Earlier this year, we sold our home. The home where we raised our children through first dates, driving lessons, college graduations and other life celebrations. That too was a change. While we celebrated the excitement of a new home, I grieved the loss of our former abode as we sat and signed papers in a matter of minutes.
And just last month, my daddy went to live with Jesus. Talk about change. That one I’m told, I’ll never completely get over. I went from being a daddy’s girl to not having one on this planet. At least not my very own that was made just for me.
Through all of these experiences, I have felt love and loss as part of life. The bottom line is I “get to” feel the emotions and grow through both the joy and the pain. You see, for years, I lived numb. I would have missed out on truly living through these changes because I would have simply masked up and blocked out anything that wasn’t comfortable.

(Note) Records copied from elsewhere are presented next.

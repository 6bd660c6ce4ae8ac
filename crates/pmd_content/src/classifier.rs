//! The rule registry.

use tracing::{debug, instrument, trace};

use pmd_dse::DseKind;

use crate::error::{Error, Result};
use crate::rule::Rule;
use crate::types::{ContentBlock, RuleId};

/// An ordered set of recognition rules
///
/// Rules are tried in the order they were registered and the first one that recognises the
/// data wins. A classifier is only read while classifying, so one instance can be shared
/// between threads.
///
/// ```
/// # fn doit() -> pmd_content::Result<()>
/// # {
/// use pmd_content::{Classifier, ContentType, Rule};
///
/// let mut classifier = Classifier::with_default_rules();
/// let wte = classifier.register(Rule::magic(ContentType::Other("WTE"), *b"WTE", 0x10));
///
/// let mut data = vec![0x00; 0x20];
/// data[0x10..0x13].copy_from_slice(b"WTE");
///
/// let block = classifier.classify(&data, Some("wte"))?;
/// assert_eq!(block.matched_rule, Some(wte));
/// assert_eq!(block.content_type, ContentType::Other("WTE"));
/// # Ok(())
/// # }
/// # doit().unwrap();
/// ```
#[derive(Debug, Clone, Default)]
pub struct Classifier {
    rules: Vec<Rule>,
}

impl Classifier {
    /// Create a classifier with no rules
    pub fn new() -> Self {
        Self::default()
    }

    /// Create a classifier knowing every format of this workspace.
    ///
    /// PX containers are registered before SIR0 so that wrapped containers are reported as
    /// such.
    pub fn with_default_rules() -> Self {
        let mut classifier = Self::new();
        for rule in [
            Rule::Pkdpx,
            Rule::At4px,
            Rule::Sir0,
            Rule::Dse(DseKind::Swdl),
            Rule::Dse(DseKind::Smdl),
            Rule::Dse(DseKind::Sedl),
        ] {
            classifier.register(rule);
        }
        classifier
    }

    /// Add a rule after every rule registered so far
    pub fn register(&mut self, rule: Rule) -> RuleId {
        let id = RuleId(self.rules.len());
        debug!(%id, ?rule, "registered rule");
        self.rules.push(rule);
        id
    }

    /// Look up a registered rule
    pub fn rule(&self, id: RuleId) -> Option<&Rule> {
        self.rules.get(id.0)
    }

    /// Registered rules, in registration order
    pub fn rules(&self) -> impl Iterator<Item = (RuleId, &Rule)> {
        self.rules.iter().enumerate().map(|(i, rule)| (RuleId(i), rule))
    }

    /// Number of registered rules
    pub fn len(&self) -> usize {
        self.rules.len()
    }

    /// Whether no rule is registered
    pub fn is_empty(&self) -> bool {
        self.rules.is_empty()
    }

    /// Find what `data` is.
    ///
    /// A rule that probes positive but whose analysis finds a different format is skipped.
    /// Any other analysis failure is returned as is.
    #[instrument(skip(self, data), fields(len = data.len()), err)]
    pub fn classify(&self, data: &[u8], extension: Option<&str>) -> Result<ContentBlock> {
        for (id, rule) in self.rules() {
            if !rule.is_match(data, extension) {
                continue;
            }

            match rule.analyse(data) {
                Ok(block) => {
                    debug!(%id, content_type = %block.content_type, "classified");
                    return Ok(ContentBlock {
                        matched_rule: Some(id),
                        ..block
                    });
                }
                Err(error) if error.is_bad_magic() => {
                    trace!(%id, %error, "rule probed positive but did not match");
                }
                Err(error) => return Err(error),
            }
        }

        Err(Error::NoMatch {
            extension: extension.map(str::to_owned),
        })
    }
}

#[cfg(test)]
mod test {
    use pretty_assertions::assert_eq;
    use tracing_test::traced_test;

    use crate::classifier::Classifier;
    use crate::error::{Error, Result};
    use crate::rule::Rule;
    use crate::types::ContentType;

    fn is_send_sync<T: Send + Sync>() {}

    #[test]
    fn shareable() {
        is_send_sync::<Classifier>();
    }

    #[traced_test]
    #[test]
    fn first_registered_wins() -> Result<()> {
        let mut classifier = Classifier::new();
        let a = classifier.register(Rule::magic(ContentType::Other("A"), *b"MAGIC", 0));
        let b = classifier.register(Rule::magic(ContentType::Other("B"), *b"MAG", 0));
        assert_ne!(a, b);

        for _ in 0..10 {
            let block = classifier.classify(b"MAGIC and more", None)?;
            assert_eq!(block.matched_rule, Some(a));
            assert_eq!(block.content_type, ContentType::Other("A"));
        }

        let block = classifier.classify(b"MAGNET", None)?;
        assert_eq!(block.matched_rule, Some(b));

        Ok(())
    }

    #[traced_test]
    #[test]
    fn later_rules_are_tried() -> Result<()> {
        let mut classifier = Classifier::new();
        classifier.register(Rule::Pkdpx);
        let fallback = classifier.register(Rule::magic(ContentType::Other("sir0"), *b"SIR0", 0));

        // SIR0 wrapping something that is not PKDPX
        let data = pmd_sir0::wrap(
            b"PKDPY".to_vec(),
            [],
            None,
            pmd_sir0::Sir0Options::default(),
        )?;
        let block = classifier.classify(&data, None)?;
        assert_eq!(block.matched_rule, Some(fallback));

        Ok(())
    }

    #[test]
    fn other_errors_are_returned() {
        let classifier = Classifier::with_default_rules();

        // PKDPX header claiming more data than there is
        let mut data = b"PKDPX".to_vec();
        data.extend_from_slice(&[0xFF, 0x00]);
        data.extend_from_slice(&[0x00; 13]);

        let error = classifier.classify(&data, None).unwrap_err();
        assert!(!error.is_bad_magic());
        assert!(matches!(error, Error::Px(_)));
    }

    #[test]
    fn no_match() {
        let classifier = Classifier::with_default_rules();

        let error = classifier.classify(b"nothing to see", Some("bin")).unwrap_err();
        assert!(matches!(
            error,
            Error::NoMatch { extension: Some(ref e) } if e == "bin"
        ));
        assert!(Classifier::new().classify(b"", None).is_err());
    }

    #[test]
    fn registry_lookup() {
        let classifier = Classifier::with_default_rules();
        assert_eq!(classifier.len(), 6);

        let (id, rule) = classifier.rules().nth(2).unwrap();
        assert_eq!(id.index(), 2);
        assert_eq!(rule, &Rule::Sir0);
        assert_eq!(classifier.rule(id), Some(&Rule::Sir0));
    }
}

Brene Brown speaks to the heart of the subject when she teaches about our inability to block one emotion without coincidingly blocking out others. For example, I can not cut off pain without also cutting off joy. Our feelings are not like the hot and cold knobs on a sink. It is not as simple as turning one without turning the other.
My encouragement is to live fully every day while allowing each emotion to be expressed and experienced. I’m not talking about wallowing, ignoring grief, or celebrating recklessly. I simply know, from personal awareness and change, I must permit myself to authentically engage in life.
One simple set of 24 hours can change our lives in countless ways. We can go through love, loss, joy, sorrow, frustration, contentment, embarrassment, pride, shame, fear, relief, the list goes on and on. Whatever you’re feeling today, realize you have a choice. If it’s a feeling that makes your heart smile, relish it. If doesn’t, try to let it go in order to let a feeling in that does. In the end, it is all part of life.
*Side note- This piece is not intended to diminish the real pain of loss. Nor is it intended to substitute seeking professional guidance through life altering circumstances. I’ve written this to share my heart and in doing so, hope to connect with yours.